Two years after Rarey’s death Betty Lou married Bill Flavin, Rarey’s best friend overseas (eventually his commanding officer) and Damon’s godfather. Betty Lou and Bill had a daughter, Courtney, before Bill died in a plane crash caused by an assembly-line error at North American Aviation, where he was a test pilot. “Marriage had been a fine experience for me,” writes Betty Lou, “and a few years later I tried it once again—this time not so successfully although it gave me three fine sons. But I have been alone now with my memories for more than 40 years.”
Today Betty Lou, 83, does a number of special projects for the educational publishing house where she worked for 23 years as an editor and staff writer, volunteers at the secondhand bookstore run by the Friends of the Marin County Libraries, and travels both stateside and abroad.

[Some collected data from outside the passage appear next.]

use thiserror::Error;
use wasm_bindgen::{JsCast, JsValue};

#[derive(Debug, Clone, PartialEq, Error)]
pub enum DomError {
    #[error("no global `window` exists")]
    NoWindow,
    #[error("window has no document")]
    NoDocument,
    #[error("document has no body")]
    NoBody,
    #[error("document has no root element")]
    NoRootElement,
    #[error("{context} failed: {message}")]
    Js {
        context: &'static str,
        message: String,
    },
}

impl DomError {
    /// Wraps an exception thrown by a browser API.
    pub fn js(context: &'static str, value: JsValue) -> Self {
        let message = value
            .dyn_ref::<js_sys::Error>()
            .map(|err| String::from(err.message()))
            .or_else(|| value.as_string())
            .unwrap_or_else(|| format!("{:?}", value));
        DomError::Js { context, message }
    }
}

#[derive(Debug, Clone, PartialEq, Error)]
pub enum ConfigError {
    #[error("runtime config is not valid JSON: {0}")]
    Parse(String),
    #[error("`{0}` must not be empty")]
    Empty(&'static str),
    #[error("`{0}` must be a positive finite number")]
    InvalidThreshold(&'static str),
    #[error("portrait_below ({portrait_below}) must not exceed landscape_above ({landscape_above})")]
    InvertedThresholds {
        portrait_below: f64,
        landscape_above: f64,
    },
    #[error("unknown log level `{0}`")]
    LogLevel(String),
}

#[derive(Debug, Clone, PartialEq, Eq, Error)]
#[error("unknown theme `{0}`")]
pub struct ParseThemeError(pub String);

#[cfg(test)]
mod tests {
    use super::*;

    #[test]
    fn config_errors_name_the_offending_field() {
        assert_eq!(
            ConfigError::Empty("image_selector").to_string(),
            "`image_selector` must not be empty"
        );
        let inverted = ConfigError::InvertedThresholds {
            portrait_below: 1.5,
            landscape_above: 1.2,
        };
        assert!(inverted.to_string().contains("1.5"));
        assert!(inverted.to_string().contains("1.2"));
    }

    #[test]
    fn dom_errors_render_context() {
        let err = DomError::Js {
            context: "closest",
            message: "SyntaxError".into(),
        };
        assert_eq!(err.to_string(), "closest failed: SyntaxError");
        assert_eq!(DomError::NoBody.to_string(), "document has no body");
    }
}
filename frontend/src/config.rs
use std::str::FromStr;

use serde::{Deserialize, Serialize};

use crate::error::ConfigError;
use crate::images::ClassifierConfig;
use crate::orientation::{OrientationThresholds, DEFAULT_LANDSCAPE_ABOVE, DEFAULT_PORTRAIT_BELOW};

/// Optional page global: `window.__POSTBOARD_CONFIG = { image_selector: "..." }`.
const CONFIG_GLOBAL: &str = "__POSTBOARD_CONFIG";

#[derive(Debug, Clone, PartialEq, Serialize, Deserialize)]
#[serde(default)]
pub struct RuntimeConfig {
    pub theme_attribute: String,
    pub image_selector: String,
    pub container_selector: String,
    pub landscape_above: f64,
    pub portrait_below: f64,
    pub log_level: String,
}

impl Default for RuntimeConfig {
    fn default() -> Self {
        Self {
            theme_attribute: "data-bs-theme".into(),
            image_selector: ".post-image".into(),
            container_selector: ".post-image-container".into(),
            landscape_above: DEFAULT_LANDSCAPE_ABOVE,
            portrait_below: DEFAULT_PORTRAIT_BELOW,
            log_level: "info".into(),
        }
    }
}

impl RuntimeConfig {
    pub fn from_json(raw: &str) -> Result<Self, ConfigError> {
        let config: RuntimeConfig =
            serde_json::from_str(raw).map_err(|err| ConfigError::Parse(err.to_string()))?;
        config.validate()?;
        Ok(config)
    }

    pub fn validate(&self) -> Result<(), ConfigError> {
        for (name, value) in [
            ("theme_attribute", &self.theme_attribute),
            ("image_selector", &self.image_selector),
            ("container_selector", &self.container_selector),
        ] {
            if value.trim().is_empty() {
                return Err(ConfigError::Empty(name));
            }
        }
        for (name, value) in [
            ("landscape_above", self.landscape_above),
            ("portrait_below", self.portrait_below),
        ] {
            if !value.is_finite() || value <= 0.0 {
                return Err(ConfigError::InvalidThreshold(name));
            }
        }
        if self.portrait_below > self.landscape_above {
            return Err(ConfigError::InvertedThresholds {
                portrait_below: self.portrait_below,
                landscape_above: self.landscape_above,
            });
        }
        log::Level::from_str(&self.log_level)
            .map_err(|_| ConfigError::LogLevel(self.log_level.clone()))?;
        Ok(())
    }

    pub fn log_level(&self) -> log::Level {
        log::Level::from_str(&self.log_level).unwrap_or(log::Level::Info)
    }

    pub fn thresholds(&self) -> OrientationThresholds {
        OrientationThresholds {
            landscape_above: self.landscape_above,
            portrait_below: self.portrait_below,
        }
    }

    pub fn classifier(&self) -> ClassifierConfig {
        ClassifierConfig {
            image_selector: self.image_selector.clone(),
            container_selector: self.container_selector.clone(),
            thresholds: self.thresholds(),
        }
    }
}

fn read_window_config() -> Option<String> {
    let window = web_sys::window()?;
    let value = js_sys::Reflect::get(&window, &CONFIG_GLOBAL.into()).ok()?;
    if value.is_undefined() || value.is_null() {
        return None;
    }
    js_sys::JSON::stringify(&value).ok().map(String::from)
}

/// Reads the page's runtime config. A missing global yields the defaults.
pub fn load() -> Result<RuntimeConfig, ConfigError> {
    match read_window_config() {
        Some(raw) => RuntimeConfig::from_json(&raw),
        None => Ok(RuntimeConfig::default()),
    }
}
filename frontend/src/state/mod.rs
pub mod theme;
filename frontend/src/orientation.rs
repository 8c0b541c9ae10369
use serde::{Deserialize, Serialize};
use web_sys::DomTokenList;

use crate::error::DomError;

pub const DEFAULT_LANDSCAPE_ABOVE: f64 = 1.3;
pub const DEFAULT_PORTRAIT_BELOW: f64 = 0.9;

#[derive(Debug, Clone, Copy, PartialEq, Eq, Hash)]
pub enum Orientation {
    Landscape,
    Portrait,
    Square,
}

impl Orientation {
    pub const ALL: [Orientation; 3] = [
        Orientation::Landscape,
        Orientation::Portrait,
        Orientation::Square,
    ];

    pub const CLASS_NAMES: [&'static str; 3] = ["landscape", "portrait", "square"];

    pub fn class_name(&self) -> &'static str {
        match self {
            Orientation::Landscape => "landscape",
            Orientation::Portrait => "portrait",
            Orientation::Square => "square",
        }
    }

    /// `None` when either dimension is zero, i.e. the image never produced
    /// usable pixels.
    pub fn from_dimensions(
        width: u32,
        height: u32,
        thresholds: &OrientationThresholds,
    ) -> Option<Self> {
        if width == 0 || height == 0 {
            return None;
        }
        Some(thresholds.classify_ratio(f64::from(width) / f64::from(height)))
    }
}

/// Width/height ratio bounds. Both bounds are exclusive, so a ratio equal
/// to either one lands in `Square`.
#[derive(Debug, Clone, Copy, PartialEq, Serialize, Deserialize)]
pub struct OrientationThresholds {
    pub landscape_above: f64,
    pub portrait_below: f64,
}

impl Default for OrientationThresholds {
    fn default() -> Self {
        Self {
            landscape_above: DEFAULT_LANDSCAPE_ABOVE,
            portrait_below: DEFAULT_PORTRAIT_BELOW,
        }
    }
}

impl OrientationThresholds {
    pub fn classify_ratio(&self, ratio: f64) -> Orientation {
        if ratio > self.landscape_above {
            Orientation::Landscape
        } else if ratio < self.portrait_below {
            Orientation::Portrait
        } else {
            Orientation::Square
        }
    }
}

/// A mutable set of CSS classes on one element.
pub trait ClassSet {
    fn remove_classes(&self, names: &[&str]) -> Result<(), DomError>;
    fn add_class(&self, name: &str) -> Result<(), DomError>;
}

impl ClassSet for DomTokenList {
    fn remove_classes(&self, names: &[&str]) -> Result<(), DomError> {
        for name in names {
            self.remove_1(name)
                .map_err(|err| DomError::js("classList.remove", err))?;
        }
        Ok(())
    }

    fn add_class(&self, name: &str) -> Result<(), DomError> {
        self.add_1(name).map_err(|err| DomError::js("classList.add", err))
    }
}

/// Replaces whatever orientation label the set carries with `orientation`.
pub fn apply_orientation<S>(classes: &S, orientation: Orientation) -> Result<(), DomError>
where
    S: ClassSet + ?Sized,
{
    classes.remove_classes(&Orientation::CLASS_NAMES)?;
    classes.add_class(orientation.class_name())
}

#[cfg(test)]
mod tests {
    use super::*;
    use std::cell::RefCell;
    use std::collections::BTreeSet;

    #[derive(Default)]
    struct MemoryClasses(RefCell<BTreeSet<String>>);

    impl MemoryClasses {
        fn with(names: &[&str]) -> Self {
            Self(RefCell::new(names.iter().map(|n| n.to_string()).collect()))
        }

        fn labels(&self) -> Vec<String> {
            self.0
                .borrow()
                .iter()
                .filter(|name| Orientation::CLASS_NAMES.contains(&name.as_str()))
                .cloned()
                .collect()
        }
    }

    impl ClassSet for MemoryClasses {
        fn remove_classes(&self, names: &[&str]) -> Result<(), DomError> {
            let mut set = self.0.borrow_mut();
            for name in names {
                set.remove(*name);
            }
            Ok(())
        }

        fn add_class(&self, name: &str) -> Result<(), DomError> {
            self.0.borrow_mut().insert(name.to_string());
            Ok(())
        }
    }

    fn classify(width: u32, height: u32) -> Option<Orientation> {
        Orientation::from_dimensions(width, height, &OrientationThresholds::default())
    }

    #[test]
    fn wide_images_are_landscape() {
        assert_eq!(classify(1600, 900), Some(Orientation::Landscape));
    }

    #[test]
    fn tall_images_are_portrait() {
        assert_eq!(classify(900, 1600), Some(Orientation::Portrait));
    }

    #[test]
    fn even_images_are_square() {
        assert_eq!(classify(1000, 1000), Some(Orientation::Square));
    }

    #[test]
    fn bounds_are_exclusive_and_fall_into_square() {
        let thresholds = OrientationThresholds::default();
        assert_eq!(thresholds.classify_ratio(1.3), Orientation::Square);
        assert_eq!(thresholds.classify_ratio(0.9), Orientation::Square);
        assert_eq!(classify(13, 10), Some(Orientation::Square));
        assert_eq!(classify(9, 10), Some(Orientation::Square));
        assert_eq!(thresholds.classify_ratio(1.300_001), Orientation::Landscape);
        assert_eq!(thresholds.classify_ratio(0.899_999), Orientation::Portrait);
    }

    #[test]
    fn every_ratio_maps_to_exactly_one_category() {
        let thresholds = OrientationThresholds::default();
        for step in 1..=400 {
            let ratio = f64::from(step) * 0.01;
            let expected = if ratio > 1.3 {
                Orientation::Landscape
            } else if ratio < 0.9 {
                Orientation::Portrait
            } else {
                Orientation::Square
            };
            assert_eq!(thresholds.classify_ratio(ratio), expected, "ratio {ratio}");
        }
    }

    #[test]
    fn zero_dimensions_yield_no_orientation() {
        assert_eq!(classify(0, 900), None);
        assert_eq!(classify(1600, 0), None);
        assert_eq!(classify(0, 0), None);
    }

    #[test]
    fn custom_thresholds_shift_the_bands() {
        let thresholds = OrientationThresholds {
            landscape_above: 2.0,
            portrait_below: 0.5,
        };
        assert_eq!(
            Orientation::from_dimensions(1600, 900, &thresholds),
            Some(Orientation::Square)
        );
        assert_eq!(
            Orientation::from_dimensions(2100, 1000, &thresholds),
            Some(Orientation::Landscape)
        );
    }

    #[test]
    fn apply_orientation_keeps_unrelated_classes() {
        let classes = MemoryClasses::with(&["post-image-container", "rounded"]);
        apply_orientation(&classes, Orientation::Portrait).unwrap();
        let all = classes.0.borrow();
        assert!(all.contains("post-image-container"));
        assert!(all.contains("rounded"));
        assert!(all.contains("portrait"));
    }

    #[test]
    fn reclassifying_leaves_a_single_label() {
        let classes = MemoryClasses::default();
        apply_orientation(&classes, Orientation::Landscape).unwrap();
        apply_orientation(&classes, Orientation::Portrait).unwrap();
        assert_eq!(classes.labels(), vec!["portrait".to_string()]);

        let stale = MemoryClasses::with(&["landscape", "portrait", "square"]);
        apply_orientation(&stale, Orientation::Square).unwrap();
        assert_eq!(stale.labels(), vec!["square".to_string()]);
    }

    #[test]
    fn class_names_match_all_variants() {
        let names: Vec<_> = Orientation::ALL.iter().map(|o| o.class_name()).collect();
        assert_eq!(names, Orientation::CLASS_NAMES);
    }
}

As for Damon, he flourished. “Never,” Betty Lou wrote earlier this year, “was a son more like his father—not physically, but in every other way. He was the duplicate of the Rarey in the letters: sunny disposition, gentle, humorous, modest, compassionate—and my very good friend. He died last year of the ‘mad cow’ variant of Creutzfeldt-Jacob disease.”
A beloved son, Damon was also the last tangible connection to Rarey and the heady years of World War II. “There’s not a day that goes by that I don’t think of that time,” said Betty Lou “What a high penalty we sometimes have to pay for loving!”